→ **TASK STATEMENT**: Gather each line in the entries that includes the string "record".

→ **INPUT MATERIAL**:
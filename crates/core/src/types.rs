use serde::{Deserialize, Serialize};

/// One time-stamped annotation of the loaded video.
#[derive(Debug, Clone, PartialEq, Serialize, Deserialize)]
pub struct Segment {
    /// Seconds from the start of the video.
    pub start: f64,
    pub keyword: String,
    /// Image file name, present once the backend has generated it.
    pub image: Option<String>,
    pub text: Option<String>,
}

impl Segment {
    pub fn has_image(&self) -> bool {
        self.image.as_deref().is_some_and(|image| !image.is_empty())
    }
}

/// `start` as the backend sends it: either seconds or a `MM:SS` clock string.
/// Any other JSON shape lands in `Other` so one bad record does not reject the
/// whole list.
#[derive(Debug, Clone, PartialEq, Serialize, Deserialize)]
#[serde(untagged)]
pub enum StartValue {
    Seconds(f64),
    Clock(String),
    Other(serde_json::Value),
}

impl StartValue {
    /// Seconds for this value, or `None` when it cannot be read as a valid
    /// non-negative offset.
    pub fn to_seconds(&self) -> Option<f64> {
        let seconds = match self {
            StartValue::Seconds(seconds) => *seconds,
            StartValue::Clock(clock) => parse_clock(clock)?,
            StartValue::Other(_) => return None,
        };

        (seconds.is_finite() && seconds >= 0.0).then_some(seconds)
    }
}

/// Parse `MM:SS`, `HH:MM:SS` or a plain number of seconds.
fn parse_clock(clock: &str) -> Option<f64> {
    let parts: Vec<&str> = clock.trim().split(':').collect();
    if parts.len() > 3 {
        return None;
    }

    parts.iter().try_fold(0.0, |acc, part| {
        let value: f64 = part.trim().parse().ok()?;
        (value.is_finite() && value >= 0.0).then_some(acc * 60.0 + value)
    })
}

/// Segment record as received from the backend, before normalization.
#[derive(Debug, Clone, Default, PartialEq, Serialize, Deserialize)]
pub struct RawSegment {
    #[serde(default)]
    pub start: Option<StartValue>,
    #[serde(default)]
    pub keyword: Option<String>,
    #[serde(default)]
    pub image: Option<String>,
    #[serde(default)]
    pub text: Option<String>,
}

impl RawSegment {
    /// Normalize into a [`Segment`], or `None` when `start` is missing or
    /// malformed.
    pub fn normalize(self) -> Option<Segment> {
        let start = self.start.as_ref()?.to_seconds()?;

        Some(Segment {
            start,
            keyword: self.keyword.unwrap_or_default(),
            image: self.image.filter(|image| !image.is_empty()),
            text: self.text,
        })
    }
}

#[derive(Debug, Clone, PartialEq, Serialize, Deserialize)]
pub struct TranscriptLine {
    pub start: f64,
    pub text: String,
    #[serde(default)]
    pub duration: f64,
}

/// The transcript endpoint answers either a bare array or `{"transcript": [...]}`.
#[derive(Debug, Deserialize)]
#[serde(untagged)]
pub enum TranscriptPayload {
    Lines(Vec<TranscriptLine>),
    Wrapped {
        #[serde(default)]
        transcript: Option<Vec<TranscriptLine>>,
    },
}

impl TranscriptPayload {
    pub fn into_lines(self) -> Vec<TranscriptLine> {
        match self {
            TranscriptPayload::Lines(lines) => lines,
            TranscriptPayload::Wrapped { transcript } => transcript.unwrap_or_default(),
        }
    }
}

#[derive(Debug, Default, Deserialize)]
pub struct KeywordsPayload {
    #[serde(default)]
    pub segments: Option<Vec<RawSegment>>,
    #[serde(default)]
    pub error: Option<String>,
}

#[derive(Debug, Serialize)]
#[serde(rename_all = "camelCase")]
pub struct KeywordsRequest<'a> {
    pub video_id: &'a str,
    pub transcript: &'a str,
}
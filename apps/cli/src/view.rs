use std::{sync::Mutex, time::Duration};

use console::style;
use indicatif::{ProgressBar, ProgressStyle};
use log::debug;
use reelnotes_core::{
    GalleryImage, SegmentPanel, View,
    format::{GENERATING, NO_KEYWORDS_YET},
};

pub fn create_spinner(msg: &str) -> ProgressBar {
    let pb = ProgressBar::new_spinner();
    if let Ok(spinner_style) = ProgressStyle::default_spinner()
        .tick_chars("⠁⠂⠄⡀⢀⠠⠐⠈ ")
        .template("{spinner:.cyan} {msg}")
    {
        pb.set_style(spinner_style);
    }
    pb.set_message(msg.to_string());
    pb.enable_steady_tick(Duration::from_millis(80));
    pb
}

/// Renders every viewer region as lines on the terminal.
#[derive(Default)]
pub struct TerminalView {
    overlay: Mutex<Option<ProgressBar>>,
    last_panel: Mutex<Option<SegmentPanel>>,
}

impl TerminalView {
    pub fn new() -> Self {
        Self::default()
    }

    fn emit(&self, line: String) {
        match self.overlay.lock().expect("overlay poisoned").as_ref() {
            Some(spinner) => spinner.println(line),
            None => println!("{}", line),
        }
    }

    fn section(&self, title: &str, body: &str) {
        self.emit(format!(
            "\n{}\n{}",
            style(title).cyan().bold(),
            body
        ));
    }
}

pub fn panel_line(panel: &SegmentPanel) -> String {
    match panel {
        SegmentPanel::Placeholder => style(NO_KEYWORDS_YET).dim().to_string(),
        SegmentPanel::Active { label, image_url } => match image_url {
            Some(url) => format!("{} {}", style(label).yellow(), style(url).dim()),
            None => style(label).yellow().to_string(),
        },
    }
}

impl View for TerminalView {
    fn show_input_error(&self, message: &str) {
        eprintln!("{} {}", style("Error:").red().bold(), message);
    }

    fn show_transcript(&self, text: &str) {
        self.section("Transcript", text);
    }

    fn show_keywords(&self, text: &str) {
        if !text.is_empty() {
            self.section("Segments", text);
        }
    }

    fn show_gallery(&self, images: &[GalleryImage]) {
        if images.is_empty() {
            return;
        }
        let body = images
            .iter()
            .map(|image| format!("{} {}", image.title, style(&image.url).dim()))
            .collect::<Vec<_>>()
            .join("\n");
        self.section("Images", &body);
    }

    fn show_current_segment(&self, panel: &SegmentPanel) {
        let mut last = self.last_panel.lock().expect("panel poisoned");
        if last.as_ref() == Some(panel) {
            return;
        }
        *last = Some(panel.clone());
        drop(last);

        self.emit(format!("{} {}", style("▶").green().bold(), panel_line(panel)));
    }

    fn show_player_time(&self, text: &str) {
        debug!("{}", text);
    }

    fn show_player_status(&self, text: &str) {
        self.emit(format!("{} {}", style("!").yellow().bold(), text));
    }

    fn set_generation_overlay(&self, visible: bool) {
        let mut overlay = self.overlay.lock().expect("overlay poisoned");
        match (visible, overlay.take()) {
            (true, None) => *overlay = Some(create_spinner(GENERATING)),
            (true, Some(spinner)) => *overlay = Some(spinner),
            (false, Some(spinner)) => spinner.finish_and_clear(),
            (false, None) => {}
        }
    }

    fn set_player_visible(&self, visible: bool) {
        debug!("player visible: {}", visible);
    }
}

→ **OUTPUT OF THE EXERCISE**:
/// Any other JSON shape lands in `Other` so one bad record does not reject the
/// Segment record as received from the backend, before normalization.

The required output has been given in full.